**Your objective:**
Each line below must be printed again exactly.

**Material provided:**

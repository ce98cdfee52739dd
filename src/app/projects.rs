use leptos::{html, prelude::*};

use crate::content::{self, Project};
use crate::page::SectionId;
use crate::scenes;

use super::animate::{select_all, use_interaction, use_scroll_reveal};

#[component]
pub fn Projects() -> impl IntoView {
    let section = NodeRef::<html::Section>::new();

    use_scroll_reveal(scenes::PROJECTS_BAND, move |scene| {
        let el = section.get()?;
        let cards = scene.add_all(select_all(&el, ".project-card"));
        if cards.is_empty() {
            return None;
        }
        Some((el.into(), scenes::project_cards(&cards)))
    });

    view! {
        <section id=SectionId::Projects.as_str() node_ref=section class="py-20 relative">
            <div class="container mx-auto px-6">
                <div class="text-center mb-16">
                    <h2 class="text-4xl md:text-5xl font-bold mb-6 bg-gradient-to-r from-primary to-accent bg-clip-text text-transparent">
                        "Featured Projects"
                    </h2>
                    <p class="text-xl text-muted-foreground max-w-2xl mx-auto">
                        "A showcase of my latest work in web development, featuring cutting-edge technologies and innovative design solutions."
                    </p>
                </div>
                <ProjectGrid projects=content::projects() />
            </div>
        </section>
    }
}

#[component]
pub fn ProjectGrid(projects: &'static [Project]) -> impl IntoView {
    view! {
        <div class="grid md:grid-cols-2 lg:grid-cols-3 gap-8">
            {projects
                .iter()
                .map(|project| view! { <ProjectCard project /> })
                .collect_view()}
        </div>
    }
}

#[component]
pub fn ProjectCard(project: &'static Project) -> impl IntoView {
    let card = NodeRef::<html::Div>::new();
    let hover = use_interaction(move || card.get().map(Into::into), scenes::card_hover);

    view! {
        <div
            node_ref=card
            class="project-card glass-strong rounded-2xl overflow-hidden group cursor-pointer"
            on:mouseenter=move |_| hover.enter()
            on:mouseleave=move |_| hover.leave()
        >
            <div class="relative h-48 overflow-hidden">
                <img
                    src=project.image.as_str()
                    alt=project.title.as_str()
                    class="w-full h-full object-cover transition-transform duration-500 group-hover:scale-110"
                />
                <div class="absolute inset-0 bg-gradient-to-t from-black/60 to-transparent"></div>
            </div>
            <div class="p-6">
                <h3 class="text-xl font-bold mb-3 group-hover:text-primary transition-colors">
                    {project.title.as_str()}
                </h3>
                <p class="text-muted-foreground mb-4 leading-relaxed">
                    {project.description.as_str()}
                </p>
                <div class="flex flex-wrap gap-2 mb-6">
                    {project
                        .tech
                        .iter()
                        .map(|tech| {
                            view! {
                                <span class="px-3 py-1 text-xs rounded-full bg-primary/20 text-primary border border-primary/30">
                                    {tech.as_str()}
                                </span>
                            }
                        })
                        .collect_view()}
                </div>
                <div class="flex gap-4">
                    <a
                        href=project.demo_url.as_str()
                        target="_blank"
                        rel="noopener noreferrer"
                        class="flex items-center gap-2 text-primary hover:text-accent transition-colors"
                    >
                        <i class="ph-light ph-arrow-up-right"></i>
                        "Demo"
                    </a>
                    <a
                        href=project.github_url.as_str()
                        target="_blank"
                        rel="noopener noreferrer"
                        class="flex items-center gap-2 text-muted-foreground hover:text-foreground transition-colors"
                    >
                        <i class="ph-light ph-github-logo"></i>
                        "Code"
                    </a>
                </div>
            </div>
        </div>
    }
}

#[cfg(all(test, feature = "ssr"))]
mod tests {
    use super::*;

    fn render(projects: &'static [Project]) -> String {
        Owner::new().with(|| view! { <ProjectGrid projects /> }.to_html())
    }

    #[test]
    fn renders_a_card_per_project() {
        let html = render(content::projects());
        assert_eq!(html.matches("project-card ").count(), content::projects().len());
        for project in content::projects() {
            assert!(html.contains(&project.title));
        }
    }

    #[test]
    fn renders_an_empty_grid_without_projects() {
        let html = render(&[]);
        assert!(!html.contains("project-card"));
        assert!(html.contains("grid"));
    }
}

**Result below:**
repository ce98cdfee52739dd
filename src/app/projects.rs
use leptos::{html, prelude::*};

use crate::content::{self, Project};
use crate::page::SectionId;
use crate::scenes;

use super::animate::{select_all, use_interaction, use_scroll_reveal};

#[component]
pub fn Projects() -> impl IntoView {
    let section = NodeRef::<html::Section>::new();

    use_scroll_reveal(scenes::PROJECTS_BAND, move |scene| {
        let el = section.get()?;
        let cards = scene.add_all(select_all(&el, ".project-card"));
        if cards.is_empty() {
            return None;
        }
        Some((el.into(), scenes::project_cards(&cards)))
    });

    view! {
        <section id=SectionId::Projects.as_str() node_ref=section class="py-20 relative">
            <div class="container mx-auto px-6">
                <div class="text-center mb-16">
                    <h2 class="text-4xl md:text-5xl font-bold mb-6 bg-gradient-to-r from-primary to-accent bg-clip-text text-transparent">
                        "Featured Projects"
                    </h2>
                    <p class="text-xl text-muted-foreground max-w-2xl mx-auto">
                        "A showcase of my latest work in web development, featuring cutting-edge technologies and innovative design solutions."
                    </p>
                </div>
                <ProjectGrid projects=content::projects() />
            </div>
        </section>
    }
}

#[component]
pub fn ProjectGrid(projects: &'static [Project]) -> impl IntoView {
    view! {
        <div class="grid md:grid-cols-2 lg:grid-cols-3 gap-8">
            {projects
                .iter()
                .map(|project| view! { <ProjectCard project /> })
                .collect_view()}
        </div>
    }
}

#[component]
pub fn ProjectCard(project: &'static Project) -> impl IntoView {
    let card = NodeRef::<html::Div>::new();
    let hover = use_interaction(move || card.get().map(Into::into), scenes::card_hover);

    view! {
        <div
            node_ref=card
            class="project-card glass-strong rounded-2xl overflow-hidden group cursor-pointer"
            on:mouseenter=move |_| hover.enter()
            on:mouseleave=move |_| hover.leave()
        >
            <div class="relative h-48 overflow-hidden">
                <img
                    src=project.image.as_str()
                    alt=project.title.as_str()
                    class="w-full h-full object-cover transition-transform duration-500 group-hover:scale-110"
                />
                <div class="absolute inset-0 bg-gradient-to-t from-black/60 to-transparent"></div>
            </div>
            <div class="p-6">
                <h3 class="text-xl font-bold mb-3 group-hover:text-primary transition-colors">
                    {project.title.as_str()}
                </h3>
                <p class="text-muted-foreground mb-4 leading-relaxed">
                    {project.description.as_str()}
                </p>
                <div class="flex flex-wrap gap-2 mb-6">
                    {project
                        .tech
                        .iter()
                        .map(|tech| {
                            view! {
                                <span class="px-3 py-1 text-xs rounded-full bg-primary/20 text-primary border border-primary/30">
                                    {tech.as_str()}
                                </span>
                            }
                        })
                        .collect_view()}
                </div>
                <div class="flex gap-4">
                    <a
                        href=project.demo_url.as_str()
                        target="_blank"
                        rel="noopener noreferrer"
                        class="flex items-center gap-2 text-primary hover:text-accent transition-colors"
                    >
                        <i class="ph-light ph-arrow-up-right"></i>
                        "Demo"
                    </a>
                    <a
                        href=project.github_url.as_str()
                        target="_blank"
                        rel="noopener noreferrer"
                        class="flex items-center gap-2 text-muted-foreground hover:text-foreground transition-colors"
                    >
                        <i class="ph-light ph-github-logo"></i>
                        "Code"
                    </a>
                </div>
            </div>
        </div>
    }
}

#[cfg(all(test, feature = "ssr"))]
mod tests {
    use super::*;

    fn render(projects: &'static [Project]) -> String {
        Owner::new().with(|| view! { <ProjectGrid projects /> }.to_html())
    }

    #[test]
    fn renders_a_card_per_project() {
        let html = render(content::projects());
        assert_eq!(html.matches("project-card ").count(), content::projects().len());
        for project in content::projects() {
            assert!(html.contains(&project.title));
        }
    }

    #[test]
    fn renders_an_empty_grid_without_projects() {
        let html = render(&[]);
        assert!(!html.contains("project-card"));
        assert!(html.contains("grid"));
    }
}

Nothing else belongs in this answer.